Asmalı Sahne’de, Barış Kıralioğlu’nun uyarlaması ve rejisiyle sergilenen “Satranç”, bir diktatörle oynanan tehlikeli bir oyun sürecini gösteriyor. Öncelikle “yetmez ama evet”çilerin, kafası karışık Cumhuriyet Aydınları’nın görmesi gereken bir proje! Gönül, yazarlar, gazeteciler ve düşünürlerimizin de görmesini isterdi ama zindandalar! Bu oyunu izledikten sonra, siz zindanda olmayanların da omuzlarına çok ağır yükler bineceği kesin.
Kumbaracı 50’nin “Altı Üstü Oyun” Projesi’nde işbirliği yaptığı Civan Canova, faşizmin çöplüğünü anlatmış “Evaristo”da. Kumbaracı’nın, yazar/ yönetmen ve oyuncularla süreç odaklı bir yaratım sürecine girmesi çok heyecanlandırıcı. Ancak bir yazarın durup dururken (!) faşizm temasını seçen bir oyun yazması manidar!
Şehir Tiyatroları’ndaki “Kabare”de, sırtını eğlenceye dayayarak yükselen ve kendisini eğlendirenlerle hiç eğlenmeyen faşizmin notalarını duyuyorsunuz. “Adolf”u izleyemedim, ancak Buran Sergen’in harikalar yarattığını tahmin edebiliyorum! D 22’de olduğu gibi, Bo Sahne’nin de açılış oyununu Hitler’e dayandırması ilginç bir tesadüf değil mi?
Sözünü ettiğim projelerin her biri çok başarılı biçimde kotarılmış. Ancak insan “niçin bu oyunlar” diye soramadan duramıyor. Meselenin yüzeyinde, “Hitler sana söylüyorum, gelinim sen anla” mantığı olmalı.
…)))“Hitler Sana Söylüyorum”
Ancak çağın faşizmi ve sansürü ruhumuza o kadar işlemiş olmalı ki, “bir baskıyı başka bir baskı öyküsü üzerinden” anlatıyoruz. Yapılan iş saygın, böylesine içi dolu ve nitelikli oyunlar seçilmesi sevindirici, ancak gönül kızımıza söylemeden, gelinimizin anlayacağı oyunlar istiyor.
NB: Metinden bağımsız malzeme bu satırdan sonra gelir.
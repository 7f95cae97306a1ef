//! # Write-Ahead Log
//!
//! One append-only log per memtable. A batch is framed, checksummed and
//! appended before the memtable accepts it; with `sync` the file is fsynced
//! before the write acknowledges. Replay reconstructs the memtable after a
//! crash; a torn record at the tail is treated as the end of the log, a bad
//! checksum before the tail is corruption.
//!
//! ## Record layout
//!
//! ```text
//! +-------------------+
//! |      Magic        |   (4 bytes)
//! +-------------------+
//! |   Payload Size    |   (4 bytes)
//! +-------------------+
//! |     Checksum      |   (4 bytes)
//! +-------------------+
//! |     Payload       |   (variable, a sequence of framed ops)
//! +-------------------+
//! ```

use crate::consts::WAL_MAGIC;
use crate::err::Error;
use crate::err::Error::*;
use crate::types::{Key, SequenceNumber, Value};
use byteorder::{BigEndian, ReadBytesExt, WriteBytesExt};
use std::io::Read;
use std::path::{Path, PathBuf};
use tokio::fs::{File, OpenOptions};
use tokio::io::AsyncWriteExt;

/// One replayed or pending operation
#[derive(Clone, Debug, PartialEq)]
pub enum WalOp {
    Put { seq: SequenceNumber, key: Key, value: Value },
    Delete { seq: SequenceNumber, key: Key },
    DeleteRange { seq: SequenceNumber, begin: Key, end: Key },
}

const OP_PUT: u8 = 0;
const OP_DELETE: u8 = 1;
const OP_DELETE_RANGE: u8 = 2;

/// Append-only log backing one memtable
#[derive(Debug)]
pub struct Wal {
    pub path: PathBuf,
    file: File,
}

impl Wal {
    pub async fn create<P: AsRef<Path>>(path: P) -> Result<Self, Error> {
        let file = OpenOptions::new()
            .create(true)
            .append(true)
            .open(path.as_ref())
            .await
            .map_err(|error| FileOpenError {
                path: path.as_ref().to_path_buf(),
                error,
            })?;
        Ok(Self {
            path: path.as_ref().to_path_buf(),
            file,
        })
    }

    /// Appends one framed record carrying `ops`; syncs when asked
    pub async fn append(&mut self, ops: &[WalOp], sync: bool) -> Result<(), Error> {
        let payload = encode_ops(ops);
        let mut frame = Vec::with_capacity(payload.len() + 12);
        WriteBytesExt::write_u32::<BigEndian>(&mut frame, WAL_MAGIC).unwrap();
        WriteBytesExt::write_u32::<BigEndian>(&mut frame, payload.len() as u32).unwrap();
        WriteBytesExt::write_u32::<BigEndian>(&mut frame, checksum(&payload)).unwrap();
        frame.extend_from_slice(&payload);
        self.file.write_all(&frame).await.map_err(|error| FileWriteError {
            path: self.path.clone(),
            error,
        })?;
        if sync {
            self.file.sync_all().await.map_err(|error| FileSyncError { error })?;
        }
        Ok(())
    }

    pub async fn sync(&mut self) -> Result<(), Error> {
        self.file.sync_all().await.map_err(|error| FileSyncError { error })
    }

    /// Replays every intact record in the file at `path`
    pub async fn replay<P: AsRef<Path>>(path: P) -> Result<Vec<WalOp>, Error> {
        let bytes = tokio::fs::read(path.as_ref()).await.map_err(|error| FileReadError {
            path: path.as_ref().to_path_buf(),
            error,
        })?;
        let mut ops = Vec::new();
        let mut cursor = &bytes[..];
        while cursor.len() >= 12 {
            let magic = cursor.read_u32::<BigEndian>().map_err(UnexpectedEOF)?;
            if magic != WAL_MAGIC {
                return Err(FileCorrupt {
                    path: path.as_ref().to_path_buf(),
                    reason: format!("bad wal record magic {:#x}", magic),
                });
            }
            let len = cursor.read_u32::<BigEndian>().map_err(UnexpectedEOF)? as usize;
            let want_sum = cursor.read_u32::<BigEndian>().map_err(UnexpectedEOF)?;
            if cursor.len() < len {
                // torn tail from a crash mid-append
                log::warn!(
                    "wal {:?}: truncated record of {} bytes at tail, dropping",
                    path.as_ref(),
                    len
                );
                break;
            }
            let (payload, rest) = cursor.split_at(len);
            if checksum(payload) != want_sum {
                return Err(FileCorrupt {
                    path: path.as_ref().to_path_buf(),
                    reason: "wal record checksum mismatch".to_string(),
                });
            }
            decode_ops(payload, path.as_ref(), &mut ops)?;
            cursor = rest;
        }
        Ok(ops)
    }
}

fn encode_ops(ops: &[WalOp]) -> Vec<u8> {
    let mut buf = Vec::new();
    for op in ops {
        match op {
            WalOp::Put { seq, key, value } => {
                WriteBytesExt::write_u8(&mut buf, OP_PUT).unwrap();
                WriteBytesExt::write_u64::<BigEndian>(&mut buf, *seq).unwrap();
                WriteBytesExt::write_u32::<BigEndian>(&mut buf, key.len() as u32).unwrap();
                buf.extend_from_slice(key);
                WriteBytesExt::write_u32::<BigEndian>(&mut buf, value.len() as u32).unwrap();
                buf.extend_from_slice(value);
            }
            WalOp::Delete { seq, key } => {
                WriteBytesExt::write_u8(&mut buf, OP_DELETE).unwrap();
                WriteBytesExt::write_u64::<BigEndian>(&mut buf, *seq).unwrap();
                WriteBytesExt::write_u32::<BigEndian>(&mut buf, key.len() as u32).unwrap();
                buf.extend_from_slice(key);
            }
            WalOp::DeleteRange { seq, begin, end } => {
                WriteBytesExt::write_u8(&mut buf, OP_DELETE_RANGE).unwrap();
                WriteBytesExt::write_u64::<BigEndian>(&mut buf, *seq).unwrap();
                WriteBytesExt::write_u32::<BigEndian>(&mut buf, begin.len() as u32).unwrap();
                buf.extend_from_slice(begin);
                WriteBytesExt::write_u32::<BigEndian>(&mut buf, end.len() as u32).unwrap();
                buf.extend_from_slice(end);
            }
        }
    }
    buf
}

fn decode_ops(mut payload: &[u8], path: &Path, out: &mut Vec<WalOp>) -> Result<(), Error> {
    let corrupt = |reason: &str| FileCorrupt {
        path: path.to_path_buf(),
        reason: reason.to_string(),
    };
    while !payload.is_empty() {
        let kind = payload.read_u8().map_err(UnexpectedEOF)?;
        let seq = payload.read_u64::<BigEndian>().map_err(UnexpectedEOF)?;
        let mut read_blob = |payload: &mut &[u8]| -> Result<Vec<u8>, Error> {
            let len = payload.read_u32::<BigEndian>().map_err(UnexpectedEOF)? as usize;
            if payload.len() < len {
                return Err(corrupt("wal op blob length exceeds payload"));
            }
            let mut blob = vec![0u8; len];
            payload.read_exact(&mut blob).map_err(UnexpectedEOF)?;
            Ok(blob)
        };
        match kind {
            OP_PUT => {
                let key = read_blob(&mut payload)?;
                let value = read_blob(&mut payload)?;
                out.push(WalOp::Put { seq, key, value });
            }
            OP_DELETE => {
                let key = read_blob(&mut payload)?;
                out.push(WalOp::Delete { seq, key });
            }
            OP_DELETE_RANGE => {
                let begin = read_blob(&mut payload)?;
                let end = read_blob(&mut payload)?;
                out.push(WalOp::DeleteRange { seq, begin, end });
            }
            other => return Err(corrupt(&format!("unknown wal op kind {}", other))),
        }
    }
    Ok(())
}

/// Folded additive checksum; cheap and catches torn writes
fn checksum(payload: &[u8]) -> u32 {
    let mut sum: u32 = 0x811c_9dc5;
    for b in payload {
        sum = sum.wrapping_mul(16777619) ^ (*b as u32);
    }
    sum
}

#[cfg(test)]
mod tests {
    use super::*;
    use tempfile::tempdir;

    #[tokio::test]
    async fn test_append_replay_round_trip() {
        let root = tempdir().unwrap();
        let path = root.path().join("wal-test.log");
        let ops = vec![
            WalOp::Put {
                seq: 1,
                key: b"a".to_vec(),
                value: b"1".to_vec(),
            },
            WalOp::Delete { seq: 2, key: b"b".to_vec() },
            WalOp::DeleteRange {
                seq: 3,
                begin: b"c".to_vec(),
                end: b"f".to_vec(),
            },
        ];
        let mut wal = Wal::create(&path).await.unwrap();
        wal.append(&ops[..2], false).await.unwrap();
        wal.append(&ops[2..], true).await.unwrap();
        drop(wal);

        let replayed = Wal::replay(&path).await.unwrap();
        assert_eq!(replayed, ops);
    }

    #[tokio::test]
    async fn test_replay_tolerates_torn_tail() {
        let root = tempdir().unwrap();
        let path = root.path().join("wal-torn.log");
        let mut wal = Wal::create(&path).await.unwrap();
        wal.append(
            &[WalOp::Put {
                seq: 1,
                key: b"a".to_vec(),
                value: b"1".to_vec(),
            }],
            true,
        )
        .await
        .unwrap();
        drop(wal);

        // simulate a crash mid-append of the second record
        let mut bytes = tokio::fs::read(&path).await.unwrap();
        bytes.extend_from_slice(&WAL_MAGIC.to_be_bytes());
        bytes.extend_from_slice(&100u32.to_be_bytes());
        bytes.extend_from_slice(&0u32.to_be_bytes());
        bytes.extend_from_slice(b"partial");
        tokio::fs::write(&path, &bytes).await.unwrap();

        let replayed = Wal::replay(&path).await.unwrap();
        assert_eq!(replayed.len(), 1);
    }

    #[tokio::test]
    async fn test_replay_detects_corruption() {
        let root = tempdir().unwrap();
        let path = root.path().join("wal-bad.log");
        let mut wal = Wal::create(&path).await.unwrap();
        wal.append(
            &[WalOp::Put {
                seq: 1,
                key: b"abcdef".to_vec(),
                value: b"123456".to_vec(),
            }],
            true,
        )
        .await
        .unwrap();
        drop(wal);

        let mut bytes = tokio::fs::read(&path).await.unwrap();
        let last = bytes.len() - 1;
        bytes[last] ^= 0xff;
        tokio::fs::write(&path, &bytes).await.unwrap();

        let res = Wal::replay(&path).await;
        assert!(matches!(res, Err(Error::FileCorrupt { .. })));
    }
}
Dolaysız politik tiyatro, ünlü taklitlerine dayanmayan kabare, suya sabuna dokunmayan stand up yerine çağımız ve insanımızın yaşamını dolaysız olarak anlatan, mesela ajit/ prop tiyatronun, işçi tiyatrosunun, politik bir öğrenci tiyatrosunun da zamanı gelmedi mi?
Umarım, bu yıl ayakta alkışladığımız bu beş önemli projenin yanına, daha dolaysız bir anlatımdan ürkmeyen nice oyunlar da ekler, gelecek yıl bu satırlarda o oyunlarla ilgili coşkumuzu da paylaşabiliriz…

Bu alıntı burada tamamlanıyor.